Approval granted u/s 153D by Additional Commissioner to 21 cases by way of a single letter of approval was mechanical – ITAT
In a recent judgment, ITAT Mumbai has quashed the assessments orders holding that approval granted u/s 153D by Additional Commissioner to 21 cases by way of a single letter of approval in the same day was a mechanical approval.
ABCAUS Case Law Citation:
4343 (2024) (12) abcaus.in ITAT Mumbai
In the instant case, the appellant assessee had challenged the order passed by the CIT(A) in upholding the validity of the approval accorded in terms of Section 153D of the Income Tax Act, 1961 (the Act).
A search/survey action u/s 132/133A of the Act was carried out in case of a Business Group and other entities at their offices, branches and residences of main persons. The residential premises of the directors of the group companies were also covered under the search action u/s 132 of the Act.

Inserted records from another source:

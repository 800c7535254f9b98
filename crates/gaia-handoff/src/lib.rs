//! GPUHandoffCoordinator (C8): safely transfers exclusive ownership of one
//! device between exactly two workers, without ever leaving the device
//! half-owned or orphaned, within a bounded deadline.
//!
//! At most one handoff is in flight per coordinator; a second
//! request is refused with `Busy`. The coordinator never leaves the
//! device simultaneously owned by two workers — `current_owner`
//! only ever names the terminal winner of the *last* completed or
//! cancelled/failed attempt.

#![forbid(unsafe_code)]

use async_trait::async_trait;
use chrono::Utc;
use gaia_proto::backend::{BackendError, ContainerBackend, WorkerRunState};
use gaia_proto::config::HandoffConfig;
use gaia_proto::health::HealthProbe;
use gaia_proto::model::{HandoffId, HandoffPhase, HandoffRecord, Worker};
use parking_lot::Mutex;
use std::collections::HashMap;
use std::sync::atomic::{AtomicBool, Ordering};
use std::sync::Arc;
use std::time::Duration;
use thiserror::Error;
use tracing::{info, warn};

#[derive(Debug, Error, PartialEq, Eq)]
pub enum HandoffError {
    #[error("another handoff is already in progress")]
    Busy,

    #[error("{0} does not currently own the device")]
    NotOwner(String),

    #[error("unknown worker: {0}")]
    UnknownWorker(String),

    #[error("from and to workers must be distinct")]
    SameWorker,

    #[error("handoff {0} not found")]
    NotFound(HandoffId),

    #[error("handoff {0} cannot be cancelled from its current phase")]
    NotCancellable(HandoffId),
}

pub type HandoffResultT<T> = Result<T, HandoffError>;

/// Notified by the coordinator at the two moments the sleep manager cares
/// about: completion of a `prime -> study` handoff (enter DREAMING) and of
/// a `study -> prime` handoff (leave DREAMING). Implemented by
/// `gaia-sleep`'s manager; kept as a trait here so this crate has no
/// dependency on it.
#[async_trait]
pub trait HandoffNotifier: Send + Sync {
    async fn on_handoff_completed(&self, id: HandoffId, from_worker: &str, to_worker: &str);
}

struct CoordinatorState {
    in_flight: Option<HandoffId>,
    owner: Option<String>,
    records: HashMap<HandoffId, HandoffRecord>,
    cancel_flags: HashMap<HandoffId, Arc<AtomicBool>>,
}

/// One coordinator owns one device and knows the full set of workers that
/// may ever request or receive it.
pub struct GpuHandoffCoordinator {
    known_workers: HashMap<String, Worker>,
    config: HandoffConfig,
    backend: Arc<dyn ContainerBackend>,
    probe: Arc<dyn HealthProbe>,
    notifier: Option<Arc<dyn HandoffNotifier>>,
    state: Mutex<CoordinatorState>,
}
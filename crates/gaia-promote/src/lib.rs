//! PromotionPipeline (C12): a nine-stage fail-fast workflow that swaps a
//! pre-warmed candidate source tree into the live serving path.
//!
//! Stages 1-5 run before any file is touched; a failure there aborts
//! with nothing changed. Stages 6-9 are past the point of no return —
//! on failure the pipeline reports status and keeps backups rather than
//! attempting to revert files. A [`SafetyTrap`] is armed once stage 2
//! has actually stopped live services; the pipeline's caller is
//! responsible for checking it in its own error path and restarting
//! live if the pipeline aborted after arming it, since `Drop` cannot
//! await (see DESIGN.md).

#![forbid(unsafe_code)]

use async_trait::async_trait;
use chrono::{DateTime, Utc};
use gaia_handoff::{GpuHandoffCoordinator, HandoffError};
use gaia_proto::backend::{BackendError, ContainerBackend};
use gaia_proto::health::HealthProbe;
use gaia_proto::model::{HandoffPhase, HandoffRecord, Worker};
use std::path::PathBuf;
use std::sync::atomic::{AtomicBool, Ordering};
use std::sync::Arc;
use std::time::Duration;
use thiserror::Error;
use tracing::{info, warn};

#[derive(Debug, Error)]
pub enum PromoteError {
    #[error("gpu handoff failed: {0}")]
    Handoff(#[from] HandoffError),

    #[error("container backend error: {0}")]
    Backend(#[from] BackendError),

    #[error("i/o error promoting {service}: {source}")]
    Io { service: String, source: std::io::Error },

    #[error("stage {0} failed: {1}")]
    StageFailed(String, String),
}

pub type PromoteResult<T> = Result<T, PromoteError>;

#[derive(Debug, Clone, PartialEq, Eq)]
pub enum StageOutcome {
    Passed,
    Failed(String),
    Skipped(String),
}

impl StageOutcome {
    pub fn is_failure(&self) -> bool {
        matches!(self, StageOutcome::Failed(_))
    }
}

#[derive(Debug, Clone)]
pub struct StageRecord {
    pub name: &'static str,
    pub outcome: StageOutcome,
    pub started_at: DateTime<Utc>,
    pub finished_at: DateTime<Utc>,
}

/// Delegates to an externally-defined per-service validator (stage 4).
/// The core has no opinion on what "valid" means for a given service.
#[async_trait]
pub trait Validator: Send + Sync {
    async fn validate(&self, service: &str) -> Result<(), String>;
}

/// Runs a cognitive test battery against a candidate endpoint (stage 5),
/// or a reduced subset against live (stage 7).
#[async_trait]
pub trait SmokeTestRunner: Send + Sync {
    async fn run(&self, endpoint: &str) -> Result<(), String>;
}

/// Rebuilds a service's container image after its source has been
/// promoted (stage 6). Distinct from `ContainerBackend::start`, which
/// only starts an already-built image.
#[async_trait]
pub trait ImageBuilder: Send + Sync {
    async fn rebuild(&self, service: &str) -> Result<(), String>;
}

/// One promotable service. Libraries are listed before the services
/// that depend on them so stage 6 can promote in dependency order.
#[derive(Debug, Clone)]
pub struct ServiceSpec {
    pub name: String,
    pub live_source: PathBuf,
    pub candidate_source: PathBuf,
    pub backup_root: PathBuf,
    pub worker: Worker,
    pub candidate_endpoint: String,
    pub live_endpoint: String,
}

/// Operator-controlled knobs for one promotion run.
#[derive(Debug, Clone)]
pub struct PipelineOptions {
    pub desired_gpu_owner: String,
    pub keep_live: bool,
    pub skip_validation: bool,
    pub skip_smoke: bool,
    pub skip_adapter_validation: bool,
    pub adapter_training_worker: Option<String>,
    pub gpu_deadline: Duration,
    pub shutdown_grace: Duration,
    pub health_poll_max: Duration,
    pub commit_journal: bool,
}

impl Default for PipelineOptions {
    fn default() -> Self {
        Self {
            desired_gpu_owner: "prime".to_string(),
            keep_live: false,
            skip_validation: false,
            skip_smoke: false,
            skip_adapter_validation: true,
            adapter_training_worker: None,
            gpu_deadline: Duration::from_secs(180),
            shutdown_grace: Duration::from_secs(30),
            health_poll_max: Duration::from_secs(180),
            commit_journal: true,
        }
    }
}

/// Set once stage 2 has actually stopped live services. The pipeline's
/// caller checks `armed()` in its own top-level error path (a `main`
/// catching an `Err` from [`PromotionPipeline::run`]) and, if set,
/// restarts live services as a best-effort recovery — `Drop` cannot
/// await, so this cannot be done from a destructor.
#[derive(Clone, Default)]
pub struct SafetyTrap(Arc<AtomicBool>);

impl SafetyTrap {
    pub fn new() -> Self {
        Self::default()
    }

    fn arm(&self) {
        self.0.store(true, Ordering::SeqCst);
    }

    pub fn armed(&self) -> bool {
        self.0.load(Ordering::SeqCst)
    }
}

pub struct PromotionPipeline {
    options: PipelineOptions,
    services: Vec<ServiceSpec>,
    handoff: Arc<GpuHandoffCoordinator>,
    backend: Arc<dyn ContainerBackend>,
    probe: Arc<dyn HealthProbe>,
    validator: Option<Arc<dyn Validator>>,
    smoke: Option<Arc<dyn SmokeTestRunner>>,
    images: Option<Arc<dyn ImageBuilder>>,
    trap: SafetyTrap,
}
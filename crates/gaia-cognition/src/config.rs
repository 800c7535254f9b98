//! `GaiaConfig` for the cognition-service binary: the service's own
//! identity, checkpoint root, canned response text, and the shared
//! sub-configs from `gaia_proto::config`.

use gaia_proto::config::{DistractionConfig, SleepConfig};
use serde::{Deserialize, Serialize};
use std::path::PathBuf;

#[derive(Debug, Clone, Serialize, Deserialize)]
#[serde(default)]
pub struct GaiaConfig {
    pub bind_addr: String,
    pub service_name: String,
    pub primary_worker: String,
    pub canned_response: String,
    pub checkpoint_root: PathBuf,
    pub checkpoint_history_max_entries: usize,
    pub sleep: SleepConfig,
    pub distraction: DistractionConfig,
    pub resource_poll_secs: u64,
}

impl Default for GaiaConfig {
    fn default() -> Self {
        Self {
            bind_addr: "0.0.0.0:8081".to_string(),
            service_name: "cognition-a".to_string(),
            primary_worker: "prime".to_string(),
            canned_response: "zzz... gaia is resting, your message has been queued".to_string(),
            checkpoint_root: PathBuf::from("/var/lib/gaia/checkpoints"),
            checkpoint_history_max_entries: 1000,
            sleep: SleepConfig::default(),
            distraction: DistractionConfig::default(),
            resource_poll_secs: 5,
        }
    }
}

impl GaiaConfig {
    pub fn load(path: &std::path::Path) -> anyhow::Result<Self> {
        let data = std::fs::read_to_string(path)
            .map_err(|e| anyhow::anyhow!("reading config {}: {e}", path.display()))?;
        toml::from_str(&data).map_err(|e| anyhow::anyhow!("parsing config {}: {e}", path.display()))
    }

    pub fn save(&self, path: &std::path::Path) -> anyhow::Result<()> {
        if let Some(parent) = path.parent() {
            std::fs::create_dir_all(parent)?;
        }
        std::fs::write(path, toml::to_string_pretty(self)?)?;
        Ok(())
    }
}

#[cfg(test)]
mod tests {
    use super::*;

    #[test]
    fn default_config_round_trips_through_toml() {
        let config = GaiaConfig::default();
        let dir = tempfile::tempdir().unwrap();
        let path = dir.path().join("gaia-cognition.toml");
        config.save(&path).unwrap();
        let loaded = GaiaConfig::load(&path).unwrap();
        assert_eq!(loaded.service_name, config.service_name);
        assert_eq!(loaded.sleep.idle_threshold_secs, config.sleep.idle_threshold_secs);
    }
}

During the course of search action at the premises of one of the entities, documentary evidences were found unearthing an undisclosed activity of money lending in unaccounted cash being operated at the said premises. Subsequent to the search, notices u/s 153A of the Act has been issued and served on the assessee and in response to the notices, the assessee filed his return of income and the assessment was framed.
Before the CIT(A), the assessee challenged the validity of notice issued u/s 153A on the ground that the approval u/s 153D given by the Additional Commissioner was mechanical one. Howver, the CIT(A) rejected the contention.
The Tribunal observed that the competent authority had chosen to accord approval to as many as 21 proposed assessments, by way of a single letter of approval. Further, the approval was given by the Addl. Commissioner of Income-tax on the same date letter was sent by the Assessing Officer (AO) seeking approval in 21 cases of different assesses.
The Tribunal observed that the legislative intent behind introduction of section 153D can be gathered from the CBDT Circular No. 3 of 2008 dated 12/03/2008 as, prior to the insertion of Section 153D of the Act, there was no provision for taking approval in cases of assessment and reassessment in cases where search has been conducted.
The Tribunal noted that the legislature wanted the assessments/reassessments of search and seizure cases should be made with the prior approval of superior authorities which also means that the superior authorities should apply their minds on the material on the basis of which the officer is making the assessment and after due application of mind and on the basis of seized materials, the superior authorities have to approve the assessment order.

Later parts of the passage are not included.